**Your goal**. Set down each line from the start of the material exactly, please, up to and including the one that contains "it through untouched.".
----- Data supplied
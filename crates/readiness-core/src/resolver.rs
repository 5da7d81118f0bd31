//! Stage resolver
//!
//! Pure transition function over (stage, classification, validated answers).
//! Classification is derived only when leaving stage 1 or 1.5; every later
//! transition passes it through untouched.

use crate::catalog::{self, AGE_GROUP_KEY, BELOW_18, NO, OWNERSHIP_KEY, YES};
use crate::error::ResolveError;
use crate::record::StageAnswers;
use crate::stage::{Classification, Stage};

/// Result of a forward transition
#[derive(Debug, Clone, PartialEq, Eq)]
pub struct Transition {
    /// Stage to move to
    pub next: Stage,
    /// Classification after the transition
    pub classification: Classification,
    /// Answers to merge into the record
    pub merge: StageAnswers,
}

/// Compute the forward transition out of `stage`.
///
/// `answers` must already have passed the validation gate for `stage`.
/// Only keys belonging to the stage's question set are returned for merging,
/// and none for the ownership gate, whose answer only routes.
///
/// # Errors
/// - [`ResolveError::Terminal`] when called on the terminal stage
/// - [`ResolveError::ClassificationMismatch`] when the stage belongs to another branch
/// - [`ResolveError::UnexpectedAnswer`] when a routing answer is absent or unknown
pub fn resolve(
    stage: Stage,
    classification: Classification,
    answers: &StageAnswers,
) -> Result<Transition, ResolveError> {
    let set = catalog::question_set(stage).ok_or(ResolveError::Terminal)?;

    if let Some(required) = stage.required_classification() {
        if required != classification {
            return Err(ResolveError::ClassificationMismatch {
                stage,
                required,
                actual: classification,
            });
        }
    }

    let (next, classification) = match stage {
        Stage::Basics => {
            if routing_answer(answers, AGE_GROUP_KEY)? == BELOW_18 {
                (Stage::FutureAssessment, Classification::Future)
            } else {
                (Stage::OwnershipGate, classification)
            }
        }
        Stage::OwnershipGate => match routing_answer(answers, OWNERSHIP_KEY)? {
            YES => (Stage::OwnerProfile, Classification::Owner),
            NO => (Stage::StarterAssessment, Classification::Starter),
            other => {
                return Err(ResolveError::UnexpectedAnswer {
                    key: OWNERSHIP_KEY.to_string(),
                    value: Some(other.to_string()),
                })
            }
        },
        Stage::FutureAssessment | Stage::StarterAssessment | Stage::OwnerCompliance => {
            (Stage::Complete, classification)
        }
        Stage::OwnerProfile => (Stage::OwnerCompliance, classification),
        Stage::Complete => return Err(ResolveError::Terminal),
    };

    let merge = if set.records_answers {
        set.keys()
            .filter_map(|key| answers.get(key).map(|value| (key, value)))
            .collect()
    } else {
        StageAnswers::new()
    };

    Ok(Transition {
        next,
        classification,
        merge,
    })
}

fn routing_answer<'a>(answers: &'a StageAnswers, key: &str) -> Result<&'a str, ResolveError> {
    answers.get(key).ok_or_else(|| ResolveError::UnexpectedAnswer {
        key: key.to_string(),
        value: None,
    })
}

#[cfg(test)]
mod tests {
    use super::*;
    use proptest::prelude::*;

    fn basics(age: &str) -> StageAnswers {
        StageAnswers::new()
            .with("Registration Code", "REG-1")
            .with(AGE_GROUP_KEY, age)
            .with("Gender", "Female")
            .with("KK Number", "3")
    }

    #[test]
    fn below_18_routes_straight_to_future_branch() {
        let t = resolve(Stage::Basics, Classification::Unclassified, &basics(BELOW_18)).unwrap();
        assert_eq!(t.next, Stage::FutureAssessment);
        assert_eq!(t.classification, Classification::Future);
        assert_eq!(t.merge.len(), 4);
    }

    #[test]
    fn adult_goes_through_ownership_gate() {
        let t = resolve(Stage::Basics, Classification::Unclassified, &basics("31–40")).unwrap();
        assert_eq!(t.next, Stage::OwnershipGate);
        assert_eq!(t.classification, Classification::Unclassified);
    }

    #[test]
    fn ownership_gate_rederives_after_basics_reanswered() {
        let t = resolve(Stage::Basics, Classification::Future, &basics("41–50")).unwrap();
        assert_eq!((t.next, t.classification), (Stage::OwnershipGate, Classification::Future));

        let no = StageAnswers::new().with(OWNERSHIP_KEY, NO);
        let t = resolve(Stage::OwnershipGate, t.classification, &no).unwrap();
        assert_eq!(t.classification, Classification::Starter);
    }

    #[test]
    fn ownership_gate_classifies_without_merging() {
        let yes = StageAnswers::new().with(OWNERSHIP_KEY, YES);
        let t = resolve(Stage::OwnershipGate, Classification::Unclassified, &yes).unwrap();
        assert_eq!((t.next, t.classification), (Stage::OwnerProfile, Classification::Owner));
        assert!(t.merge.is_empty());

        let no = StageAnswers::new().with(OWNERSHIP_KEY, NO);
        let t = resolve(Stage::OwnershipGate, Classification::Unclassified, &no).unwrap();
        assert_eq!((t.next, t.classification), (Stage::StarterAssessment, Classification::Starter));
    }

    #[test]
    fn owner_profile_leads_to_compliance() {
        let t = resolve(Stage::OwnerProfile, Classification::Owner, &StageAnswers::new()).unwrap();
        assert_eq!(t.next, Stage::OwnerCompliance);
    }

    #[test]
    fn compliance_is_rejected_off_the_owner_branch() {
        let err = resolve(Stage::OwnerCompliance, Classification::Starter, &StageAnswers::new())
            .unwrap_err();
        assert!(matches!(err, ResolveError::ClassificationMismatch { required: Classification::Owner, .. }));
    }

    #[test]
    fn terminal_has_no_forward_transition() {
        assert_eq!(
            resolve(Stage::Complete, Classification::Future, &StageAnswers::new()),
            Err(ResolveError::Terminal)
        );
    }

    #[test]
    fn merge_excludes_foreign_keys() {
        let answers = basics("20–30").with("fe1", "Other");
        let t = resolve(Stage::Basics, Classification::Unclassified, &answers).unwrap();
        assert_eq!(t.merge.get("fe1"), None);
        assert_eq!(t.merge.get("Gender"), Some("Female"));
    }

    #[test]
    fn missing_routing_answer_is_reported() {
        let err = resolve(Stage::OwnershipGate, Classification::Unclassified, &StageAnswers::new())
            .unwrap_err();
        assert_eq!(
            err,
            ResolveError::UnexpectedAnswer {
                key: OWNERSHIP_KEY.to_string(),
                value: None
            }
        );
    }

    fn branch_stage() -> impl Strategy<Value = (Stage, Classification)> {
        prop_oneof![
            Just((Stage::FutureAssessment, Classification::Future)),
            Just((Stage::StarterAssessment, Classification::Starter)),
            Just((Stage::OwnerProfile, Classification::Owner)),
            Just((Stage::OwnerCompliance, Classification::Owner)),
        ]
    }

    fn any_stage() -> impl Strategy<Value = Stage> {
        prop_oneof![
            Just(Stage::Basics),
            Just(Stage::OwnershipGate),
            Just(Stage::FutureAssessment),
            Just(Stage::StarterAssessment),
            Just(Stage::OwnerProfile),
            Just(Stage::OwnerCompliance),
            Just(Stage::Complete),
        ]
    }

    fn any_classification() -> impl Strategy<Value = Classification> {
        prop_oneof![
            Just(Classification::Unclassified),
            Just(Classification::Future),
            Just(Classification::Starter),
            Just(Classification::Owner),
        ]
    }

    fn any_answers() -> impl Strategy<Value = StageAnswers> {
        prop_oneof![
            prop_oneof![Just(BELOW_18), Just("20–30"), Just("31–40"), Just("Above 60")]
                .prop_map(basics),
            prop_oneof![Just(YES), Just(NO), Just("Maybe")]
                .prop_map(|v| StageAnswers::new().with(OWNERSHIP_KEY, v)),
            ("[a-z0-9]{1,4}", "[A-Za-z ]{0,10}")
                .prop_map(|(key, value)| StageAnswers::new().with(key, value).with("fe1", "Yes")),
            Just(StageAnswers::new()),
        ]
    }

    proptest! {
        #[test]
        fn prop_classification_is_immutable_after_gate(
            (stage, classification) in branch_stage(),
            value in "[A-Za-z ]{0,10}",
        ) {
            let answers = StageAnswers::new().with("fe1", value.clone()).with("s1", value);
            let t = resolve(stage, classification, &answers).unwrap();
            prop_assert_eq!(t.classification, classification);
        }

        #[test]
        fn prop_resolve_is_pure(
            stage in any_stage(),
            classification in any_classification(),
            answers in any_answers(),
        ) {
            let first = resolve(stage, classification, &answers);
            let second = resolve(stage, classification, &answers);
            prop_assert_eq!(&first, &second);
            prop_assert!(answers.len() >= first.map(|t| t.merge.len()).unwrap_or_default());
        }
    }
}
//! Readiness Core - branching questionnaire wizard
//!
//! The state machine behind the Business Personality & Readiness Assessment:
//! - Answer record accumulating one respondent's answers
//! - Fixed question catalog with explicit sentinels
//! - Validation gate run before any merge
//! - Pure stage resolver with a history stack for back navigation
//! - Controller that renders and persists once on terminal arrival
//!
//! # Example
//!
//! ```rust,ignore
//! use readiness_core::{Session, StageAnswers, Submission, Stage, WizardController};
//!
//! let controller = WizardController::new(renderer, sink);
//! let mut session = Session::new();
//!
//! let answers = StageAnswers::new()
//!     .with("Registration Code", "REG-001")
//!     .with("Age Group", "Below 18")
//!     .with("Gender", "Female")
//!     .with("KK Number", "2");
//! controller.advance(&mut session, &Submission::new(Stage::Basics, answers))?;
//! assert_eq!(session.stage(), Stage::FutureAssessment);
//! ```

#![warn(unreachable_pub)]

// Core modules
pub mod catalog;
pub mod collaborator;
pub mod controller;
pub mod error;
pub mod gate;
pub mod record;
pub mod registry;
pub mod resolver;
pub mod session;
pub mod stage;

// Re-exports for convenience
pub use catalog::{question_set, Input, Question, QuestionSet, CATALOG_VERSION};
pub use collaborator::{DocumentArtifact, PersistenceSink, ReportRenderer};
pub use controller::{AdvanceOutcome, Completion, WizardController};
pub use error::{PersistenceError, RenderError, ResolveError, ValidationError, WizardError};
pub use record::{AnswerRecord, StageAnswers};
pub use registry::SessionRegistry;
pub use resolver::{resolve, Transition};
pub use session::{Session, SessionId, Submission};
pub use stage::{Classification, Stage, UnknownStage};

/// Prelude module for common imports
pub mod prelude {
    //! Common imports for driving the wizard
    pub use crate::{
        AdvanceOutcome, AnswerRecord, Classification, DocumentArtifact, PersistenceSink,
        ReportRenderer, Session, Stage, StageAnswers, Submission, WizardController, WizardError,
    };
}

/// Version of this crate
pub const VERSION: &str = env!("CARGO_PKG_VERSION");
const PAGE_WIDTH: f32 = 595.0;
const PAGE_HEIGHT: f32 = 842.0;
const MARGIN_LEFT: f32 = 40.0;
const MARGIN_RIGHT: f32 = 40.0;
const MARGIN_TOP: f32 = 60.0;
const MARGIN_BOTTOM: f32 = 40.0;
const CONTENT_WIDTH: f32 = PAGE_WIDTH - MARGIN_LEFT - MARGIN_RIGHT;

const TITLE_SIZE: f32 = 18.0;
const HEADING_SIZE: f32 = 14.0;
const BODY_SIZE: f32 = 10.0;
const LEADING: f32 = 1.4;
const GAP: f32 = 14.0;

const CELL_PADDING: f32 = 4.0;
const NOTE_PADDING: f32 = 6.0;
const FIRST_COLUMN: f32 = 0.7;

type Rgb = (f32, f32, f32);

const TITLE_COLOR: Rgb = (0.008, 0.243, 0.541);
const HEADING_COLOR: Rgb = (0.0, 0.467, 0.714);
const TEXT_COLOR: Rgb = (0.0, 0.0, 0.0);
const HEADER_TEXT_COLOR: Rgb = (1.0, 1.0, 1.0);
const GRID_COLOR: Rgb = (0.5, 0.5, 0.5);
const NOTE_FILL: Rgb = (1.0, 0.973, 0.769);
const NOTE_BORDER: Rgb = (0.722, 0.525, 0.043);

#[derive(Debug, Clone, Copy, PartialEq, Eq)]
enum Font {
    Regular,
    Bold,
}

impl Font {
    fn resource(self) -> &'static str {
        match self {
            Self::Regular => "F1",
            Self::Bold => "F2",
        }
    }

    /// Average Helvetica advance as a fraction of the font size
    fn advance(self) -> f32 {
        match self {
            Self::Regular => 0.5,
            Self::Bold => 0.55,
        }
    }
}

/// Approximate rendered width of `text`
fn text_width(text: &str, font: Font, size: f32) -> f32 {
    #[allow(clippy::cast_precision_loss)]
    let chars = text.chars().count() as f32;
    chars * size * font.advance()
}

/// Greedy word wrap; a single overlong word gets a line of its own
fn wrap(text: &str, font: Font, size: f32, width: f32) -> Vec<String> {
    let mut lines = Vec::new();
    let mut line = String::new();
    for word in text.split_whitespace() {
        let candidate = if line.is_empty() {
            word.to_string()
        } else {
            format!("{line} {word}")
        };
        if line.is_empty() || text_width(&candidate, font, size) <= width {
            line = candidate;
        } else {
            lines.push(std::mem::replace(&mut line, word.to_string()));
        }
    }
    if !line.is_empty() {
        lines.push(line);
    }
    lines
}

/// Map text to WinAnsi bytes
fn encode_text(text: &str) -> Vec<u8> {
    text.chars()
        .map(|c| match c {
            '–' => 0x96,
            '—' => 0x97,
            '‘' => 0x91,
            '’' => 0x92,
            '“' => 0x93,
            '”' => 0x94,
            c if c.is_ascii() => u8::try_from(c).unwrap_or(b'?'),
            c => u8::try_from(u32::from(c))
                .ok()
                .filter(|b| *b >= 0xA0)
                .unwrap_or(b'?'),
        })
        .collect()
}

fn rgb_operands((r, g, b): Rgb) -> Vec<Object> {
    vec![r.into(), g.into(), b.into()]
}

/// Accumulates drawing operations page by page
struct PageWriter {
    pages: Vec<Vec<Operation>>,
    ops: Vec<Operation>,
    y: f32,
}

impl PageWriter {
    fn new() -> Self {
        Self {
            pages: Vec::new(),
            ops: Vec::new(),
            y: PAGE_HEIGHT - MARGIN_TOP,
        }
    }

    /// Start a new page unless `height` still fits on this one
    fn reserve(&mut self, height: f32) {
        if self.y - height < MARGIN_BOTTOM && !self.ops.is_empty() {
            self.pages.push(std::mem::take(&mut self.ops));
            self.y = PAGE_HEIGHT - MARGIN_TOP;
        }
    }

    fn skip(&mut self, height: f32) {
        self.y -= height;
    }

    /// Place one run of text with its baseline at `y`
    fn text_at(&mut self, x: f32, y: f32, runs: &[(Font, &str)], size: f32, color: Rgb) {
        self.ops.push(Operation::new("rg", rgb_operands(color)));
        self.ops.push(Operation::new("BT", vec![]));
        self.ops.push(Operation::new("Td", vec![x.into(), y.into()]));
        for (font, text) in runs {
            self.ops.push(Operation::new(
                "Tf",
                vec![font.resource().into(), size.into()],
            ));
            self.ops.push(Operation::new(
                "Tj",
                vec![Object::String(encode_text(text), StringFormat::Literal)],
            ));
        }
        self.ops.push(Operation::new("ET", vec![]));
    }

    /// Write one line at the cursor and move down
    fn line(&mut self, x: f32, runs: &[(Font, &str)], size: f32, color: Rgb) {
        let height = size * LEADING;
        self.reserve(height);
        self.y -= height;
        let y = self.y;
        self.text_at(x, y, runs, size, color);
    }

    fn rect(&mut self, x: f32, y: f32, w: f32, h: f32, fill: Option<Rgb>, stroke: Option<(Rgb, f32)>) {
        if let Some(color) = fill {
            self.ops.push(Operation::new("rg", rgb_operands(color)));
            self.ops.push(Operation::new("re", vec![x.into(), y.into(), w.into(), h.into()]));
            self.ops.push(Operation::new("f", vec![]));
        }
        if let Some((color, width)) = stroke {
            self.ops.push(Operation::new("RG", rgb_operands(color)));
            self.ops.push(Operation::new("w", vec![width.into()]));
            self.ops.push(Operation::new("re", vec![x.into(), y.into(), w.into(), h.into()]));
            self.ops.push(Operation::new("S", vec![]));
        }
    }

    fn finish(mut self) -> Vec<Vec<Operation>> {
        if !self.ops.is_empty() || self.pages.is_empty() {
            self.pages.push(self.ops);
        }
        self.pages
    }
}
//! Row flattening
//!
//! A persisted row is the timestamp, the four stage 1 columns in fixed
//! order, then every other recorded key in lexicographic order.

use chrono::NaiveDateTime;
use readiness_core::AnswerRecord;

/// Columns that always lead the row, empty when absent
pub const FIXED_COLUMNS: [&str; 4] = ["Registration Code", "Age Group", "Gender", "KK Number"];

/// Timestamp column format
pub const TIMESTAMP_FORMAT: &str = "%Y-%m-%d %H:%M:%S";

/// One flattened record
#[derive(Debug, Clone, PartialEq, Eq)]
pub struct Row {
    /// Formatted submission time
    pub timestamp: String,
    /// `(key, value)` pairs in column order
    pub fields: Vec<(String, String)>,
}

impl Row {
    /// Cell values in column order, timestamp first
    pub fn values(&self) -> impl Iterator<Item = &str> {
        std::iter::once(self.timestamp.as_str()).chain(self.fields.iter().map(|(_, v)| v.as_str()))
    }
}

/// Flatten `record` as of `at`
#[must_use]
pub fn flatten(record: &AnswerRecord, at: NaiveDateTime) -> Row {
    let mut fields: Vec<(String, String)> = FIXED_COLUMNS
        .iter()
        .map(|key| (key.to_string(), record.get(key).unwrap_or_default().to_string()))
        .collect();

    let mut rest: Vec<(&str, &str)> = record
        .iter()
        .filter(|(key, _)| !FIXED_COLUMNS.contains(key))
        .collect();
    rest.sort_unstable_by(|a, b| a.0.cmp(b.0));
    fields.extend(rest.into_iter().map(|(k, v)| (k.to_string(), v.to_string())));

    Row {
        timestamp: at.format(TIMESTAMP_FORMAT).to_string(),
        fields,
    }
}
----------
**Result of this task**.
filename crates/readiness-core/src/resolver.rs
repository 5da7d81118f0bd31
//! Stage resolver
//!
//! Pure transition function over (stage, classification, validated answers).
//! Classification is derived only when leaving stage 1 or 1.5; every later
//! transition passes it through untouched.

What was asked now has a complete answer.